Now let's write the matrix $M$ in the form
$$
\begin{bmatrix}
& & & & | \\
& & N & & a \\
& & & & | \\
& - & a'& - & c
\end{bmatrix}
$$
where this is meant to indicate that the matrix $N$ is $(n-1) \times (n-1)$, the right-hand column of $M$ consists of the $n-1$-vector $a$, with the last entry $b$, and the bottom row is just the transpose of this.
Since $N$ is positive-definite symmetric, it's diagonalizable, with unit orthogonal eigenvectors $u_1, \ldots, u_n \in \Bbb R^{n-1}$, with positive eigenvalues $\lambda_1, \ldots, \lambda_{n-1}$. Letting
$$
i : \Bbb R^{n-1} \to \Bbb R^n :
\begin{bmatrix}x_1\\ \ldots \\x_{n-1} \end{bmatrix} \mapsto
\begin{bmatrix}x_1\\ \ldots \\x_{n-1} \\0\end{bmatrix}
$$
we get vectors $t_j = i(u_j)$ for $j = 1, \ldots, n$.
What is $Mt_j$? It's just $Nu_j$ atop $a \cdot t_j$, i.e., it's $\lambda_j u_j$ extended by something as a last entry.

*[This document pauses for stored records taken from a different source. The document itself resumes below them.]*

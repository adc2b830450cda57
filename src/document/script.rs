//! Facade binding through an external automation helper
//!
//! Every operation runs `program [args...] <verb> [operands...]` and reads
//! the trimmed stdout:
//!
//! | verb                      | stdout                  |
//! |---------------------------|-------------------------|
//! | `ping`                    | ignored, exit status    |
//! | `active-path`             | path, or empty for none |
//! | `is-saved`                | `true` / `false`        |
//! | `save`                    | ignored                 |
//! | `set-track-revisions off` | ignored                 |
//! | `accept-revisions`        | ignored                 |
//! | `replace <format> <file>` | ignored                 |

use async_trait::async_trait;
use base64::engine::general_purpose::STANDARD;
use base64::Engine;
use docbridge_shared::ContentFormat;
use serde::Deserialize;
use std::io::Write;
use std::process::Stdio;
use std::time::Duration;
use tempfile::NamedTempFile;
use tokio::process::Command;
use tokio::time::timeout;
use tracing::{debug, info, warn};

use super::{DocumentControl, DocumentError};

/// Helper program configuration
#[derive(Debug, Clone, Deserialize)]
pub struct ScriptConfig {
    /// Helper executable
    pub program: String,
    /// Arguments placed before the verb
    #[serde(default)]
    pub args: Vec<String>,
    /// Bound on a single helper invocation
    #[serde(default = "default_call_timeout_ms")]
    pub call_timeout_ms: u64,
}

fn default_call_timeout_ms() -> u64 {
    30_000
}

impl ScriptConfig {
    pub fn new(program: impl Into<String>) -> Self {
        Self {
            program: program.into(),
            args: Vec::new(),
            call_timeout_ms: default_call_timeout_ms(),
        }
    }

    pub fn call_timeout(&self) -> Duration {
        Duration::from_millis(self.call_timeout_ms)
    }
}

/// Document host driven by a helper program
pub struct ScriptDocument {
    config: ScriptConfig,
    connected: bool,
}

impl ScriptDocument {
    pub fn new(config: ScriptConfig) -> Self {
        Self {
            config,
            connected: false,
        }
    }

    /// Run one helper verb and return its trimmed stdout
    async fn run(&self, verb: &str, operands: &[&str]) -> Result<String, DocumentError> {
        let mut command = Command::new(&self.config.program);
        command
            .args(&self.config.args)
            .arg(verb)
            .args(operands)
            .stdin(Stdio::null())
            .kill_on_drop(true);

        let after = self.config.call_timeout();
        let output = timeout(after, command.output())
            .await
            .map_err(|_| DocumentError::Timeout {
                verb: verb.into(),
                after,
            })??;

        if !output.status.success() {
            return Err(DocumentError::HelperFailed {
                verb: verb.into(),
                status: output.status,
                stderr: String::from_utf8_lossy(&output.stderr).trim().to_string(),
            });
        }

        Ok(String::from_utf8_lossy(&output.stdout).trim().to_string())
    }

    async fn ping(&mut self) -> bool {
        if !self.connected {
            return false;
        }
        if let Err(e) = self.run("ping", &[]).await {
            warn!("[DOC] Document host disconnected: {}", e);
            self.connected = false;
            return false;
        }
        true
    }

    async fn read_saved(&self) -> Result<bool, DocumentError> {
        let output = self.run("is-saved", &[]).await?;
        match output.as_str() {
            "true" => Ok(true),
            "false" => Ok(false),
            _ => Err(DocumentError::UnexpectedOutput {
                verb: "is-saved".into(),
                output,
            }),
        }
    }

    async fn replace_staged(&self, staged: &NamedTempFile, format: ContentFormat) -> Result<(), DocumentError> {
        let file = staged.path().to_string_lossy().into_owned();

        if let Err(e) = self.run("set-track-revisions", &["off"]).await {
            warn!("[DOC] Could not suspend revision tracking: {}", e);
        }
        if let Err(e) = self.run("accept-revisions", &[]).await {
            warn!("[DOC] Could not accept prior revisions: {}", e);
        }

        let result = self.run("replace", &[format.as_str(), file.as_str()]).await;

        if let Err(e) = self.run("set-track-revisions", &["off"]).await {
            warn!("[DOC] Could not restore revision tracking to off: {}", e);
        }

        result.map(|_| ())
    }
}

/// Write the content to a temp file with the extension the host expects
fn stage_content(content: &str, format: ContentFormat) -> Result<NamedTempFile, DocumentError> {
    let bytes = match format {
        ContentFormat::Base64 => STANDARD.decode(content.trim())?,
        ContentFormat::Html | ContentFormat::Plain => content.as_bytes().to_vec(),
    };

    let mut staged = tempfile::Builder::new()
        .prefix("doc_bridge_")
        .suffix(&format!(".{}", format.extension()))
        .tempfile()?;
    staged.write_all(&bytes)?;
    staged.flush()?;
    Ok(staged)
}

#[async_trait]
impl DocumentControl for ScriptDocument {
    async fn connect(&mut self) -> bool {
        if self.connected {
            return true;
        }
        match self.run("ping", &[]).await {
            Ok(_) => {
                self.connected = true;
                info!("[DOC] Connected to document host via {}", self.config.program);
                true
            }
            Err(e) => {
                debug!("[DOC] Document host not reachable: {}", e);
                false
            }
        }
    }

    async fn is_connected(&mut self) -> bool {
        self.ping().await
    }

    async fn current_document_path(&mut self) -> Option<String> {
        if !self.ping().await {
            return None;
        }
        match self.run("active-path", &[]).await {
            Ok(path) if !path.is_empty() => Some(path),
            Ok(_) => None,
            Err(e) => {
                warn!("[DOC] Could not read document path: {}", e);
                None
            }
        }
    }

    async fn is_document_saved(&mut self) -> Option<bool> {
        if !self.ping().await {
            return None;
        }
        match self.read_saved().await {
            Ok(saved) => Some(saved),
            Err(e) => {
                debug!("[DOC] Could not read saved state: {}", e);
                None
            }
        }
    }

    async fn save(&mut self) -> bool {
        if !self.ping().await {
            return false;
        }
        match self.run("save", &[]).await {
            Ok(_) => true,
            Err(e) => {
                warn!("[DOC] Save failed: {}", e);
                false
            }
        }
    }

    async fn replace(&mut self, content: &str, format: ContentFormat) -> bool {
        if !self.ping().await {
            return false;
        }

        let staged = match stage_content(content, format) {
            Ok(staged) => staged,
            Err(e) => {
                warn!("[DOC] Could not stage replacement content: {}", e);
                return false;
            }
        };

        match self.replace_staged(&staged, format).await {
            Ok(()) => true,
            Err(e) => {
                warn!("[DOC] Replace failed: {}", e);
                false
            }
        }
    }
}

Hold that thought.
Now let $U$ be a matrix whose columns are $t_1, \ldots, t_{n-1}, e_n$. $U$ is evidently orthogonal. Let's compute
$$
U' PM U
$$
by starting from $MU$ (whose $j$th column is $Nu_j$ atop $a \cdot t_j$, except for the $n$th column, which is $Me_n$, which is $a$ atop $c$. Mutiplying by $P$ sets the last entry to $0$, so we end up with a matrix
$$
PMU = \begin{bmatrix}
| & & | & | \\
\lambda_1 u_1 & \ldots & \lambda_{n-1} u_{n-1} & a \\
| & & | & | \\
0 & \ldots & 0 & 0
\end{bmatrix}
$$
Multiplying that by $U'$ gives a diagonal upper left block, $0$s along the bottom, and some dot-products in the right hand column and hence the general form
$$
U'PMU = \begin{bmatrix}
\lambda_1 & & & u_1 \cdot a \\
& \ddots & & \vdots \\
& & \lambda_{n-1} & u_{n-1} \cdot a \\
0 & \ldots & 0 & 0
\end{bmatrix}
$$
The characteristic polynomial of that matrix is
$$
c(t) = (\lambda_1 - t)\cdots (\lambda_{n-1} - t)(t)
$$
with associated eigenvectors $e_1, \dots, e_{n-1}, q$, where $q$ is the eigenvector for $0$ and isn't easy to write down off the top of my head.
I think it's clear that $q$ has a nonzero $n$th-component, though.
Whew! Now we know that in the $U$ basis, $PM$ has a full complement of eigenvectors, and hence $PM$ is diagonalizable (In the sense that we
can form the matrix $E$ containing the eigenvectors and write
$$
E^{-1} PM E
$$
to get a diagonal matrix.)
On the other hand, unless all the $a \cdot u_j$ entries are zero, the matrix $PM$ is not orthogonally diagonalizable, i.e., there's no orthogonal matrix $F$ with
$$
F' PM F
$$
diagonal, for if there were, it would have to consist of eigenvectors of $PM$, which would have to be orthgonal, which would require that all the $a \cdot u_j$ entries be zeroes.
Note that since the $\lambda$s are all positive, and 0 is nonnegative, this matrix actually does have a square root as well.